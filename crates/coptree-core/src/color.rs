//! Color handling for rendered dependency trees
//!
//! This module provides the [`Color`] type which wraps the `DynamicColor` type
//! from the color crate. Style settings are written as CSS color strings and
//! validated here before any rendering happens.

use std::{fmt, str::FromStr};

use color::{DynamicColor, palette};

/// Wrapper around the `DynamicColor` type from the color crate
#[derive(Clone, Copy, PartialEq, Debug)]
pub struct Color {
    color: DynamicColor,
}

impl Color {
    /// Create a new `Color` from a string
    /// This will parse CSS color strings such as "#ff0000", "rgb(255, 0, 0)", "red", etc.
    ///
    /// # Examples
    ///
    /// ```
    /// use coptree_core::color::Color;
    ///
    /// let red = Color::new("#ff0000").unwrap();
    /// let blue = Color::new("blue").unwrap();
    /// assert!(Color::new("not-a-color").is_err());
    /// ```
    pub fn new(color_str: &str) -> Result<Self, String> {
        match DynamicColor::from_str(color_str) {
            Ok(color) => Ok(Self { color }),
            Err(err) => Err(format!("invalid color `{color_str}`: {err}")),
        }
    }

    /// Creates a new color with the specified alpha (transparency) value.
    pub fn with_alpha(self, alpha: f32) -> Self {
        Color {
            color: self.color.with_alpha(alpha),
        }
    }

    /// Returns the alpha (transparency) component of this color.
    pub fn alpha(&self) -> f32 {
        self.color.components[3]
    }
}

impl Default for Color {
    fn default() -> Self {
        Self {
            color: DynamicColor::from_alpha_color(palette::css::BLACK),
        }
    }
}

impl FromStr for Color {
    type Err = String;

    fn from_str(s: &str) -> Result<Self, Self::Err> {
        Self::new(s)
    }
}

impl fmt::Display for Color {
    fn fmt(&self, f: &mut fmt::Formatter<'_>) -> fmt::Result {
        write!(f, "{}", self.color)
    }
}

impl From<&Color> for svg::node::Value {
    fn from(color: &Color) -> Self {
        Self::from(color.to_string())
    }
}
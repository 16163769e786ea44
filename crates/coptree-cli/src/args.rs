//! Command-line argument definitions for the Coptree CLI.
//!
//! This module defines the [`Args`] structure parsed from the command line
//! using [`clap`]. Arguments select the input document, the view and the
//! sentence to show, the output destination, configuration file selection,
//! and logging verbosity.

use clap::Parser;

/// Command-line arguments for the Coptree viewer
#[derive(Parser, Debug, Default)]
#[command(author, version, about, long_about = None)]
pub struct Args {
    /// Path to the input CoNLL-U file
    #[arg(help = "Path to the input file")]
    pub input: String,

    /// View to render (text, graph, table, svg, html, conllu)
    #[arg(long, default_value = "text")]
    pub view: String,

    /// Sentence to show, starting at 1
    #[arg(short, long)]
    pub sentence: Option<usize>,

    /// Render every sentence instead of one
    #[arg(short, long)]
    pub all: bool,

    /// Path to the output file; prints to stdout when absent
    #[arg(short, long)]
    pub output: Option<String>,

    /// Path to configuration file (TOML)
    #[arg(short, long)]
    pub config: Option<String>,

    /// Browse the document interactively
    #[arg(short, long)]
    pub interactive: bool,

    /// Log level (off, error, warn, info, debug, trace)
    #[arg(long, default_value = "warn")]
    pub log_level: String,
}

———

### Problem description
Transcribe the entries above word for word, from the first line through the line containing "repository 16163769e786ea44", and nothing else.

### Written solution
filename crates/coptree-core/src/color.rs
//! Color handling for rendered dependency trees
//!
//! This module provides the [`Color`] type which wraps the `DynamicColor` type
//! from the color crate. Style settings are written as CSS color strings and
//! validated here before any rendering happens.

use std::{fmt, str::FromStr};

use color::{DynamicColor, palette};

/// Wrapper around the `DynamicColor` type from the color crate
#[derive(Clone, Copy, PartialEq, Debug)]
pub struct Color {
    color: DynamicColor,
}

impl Color {
    /// Create a new `Color` from a string
    /// This will parse CSS color strings such as "#ff0000", "rgb(255, 0, 0)", "red", etc.
    ///
    /// # Examples
    ///
    /// ```
    /// use coptree_core::color::Color;
    ///
    /// let red = Color::new("#ff0000").unwrap();
    /// let blue = Color::new("blue").unwrap();
    /// assert!(Color::new("not-a-color").is_err());
    /// ```
    pub fn new(color_str: &str) -> Result<Self, String> {
        match DynamicColor::from_str(color_str) {
            Ok(color) => Ok(Self { color }),
            Err(err) => Err(format!("invalid color `{color_str}`: {err}")),
        }
    }

    /// Creates a new color with the specified alpha (transparency) value.
    pub fn with_alpha(self, alpha: f32) -> Self {
        Color {
            color: self.color.with_alpha(alpha),
        }
    }

    /// Returns the alpha (transparency) component of this color.
    pub fn alpha(&self) -> f32 {
        self.color.components[3]
    }
}

impl Default for Color {
    fn default() -> Self {
        Self {
            color: DynamicColor::from_alpha_color(palette::css::BLACK),
        }
    }
}

impl FromStr for Color {
    type Err = String;

    fn from_str(s: &str) -> Result<Self, Self::Err> {
        Self::new(s)
    }
}

impl fmt::Display for Color {
    fn fmt(&self, f: &mut fmt::Formatter<'_>) -> fmt::Result {
        write!(f, "{}", self.color)
    }
}

impl From<&Color> for svg::node::Value {
    fn from(color: &Color) -> Self {
        Self::from(color.to_string())
    }
}
repository 16163769e786ea44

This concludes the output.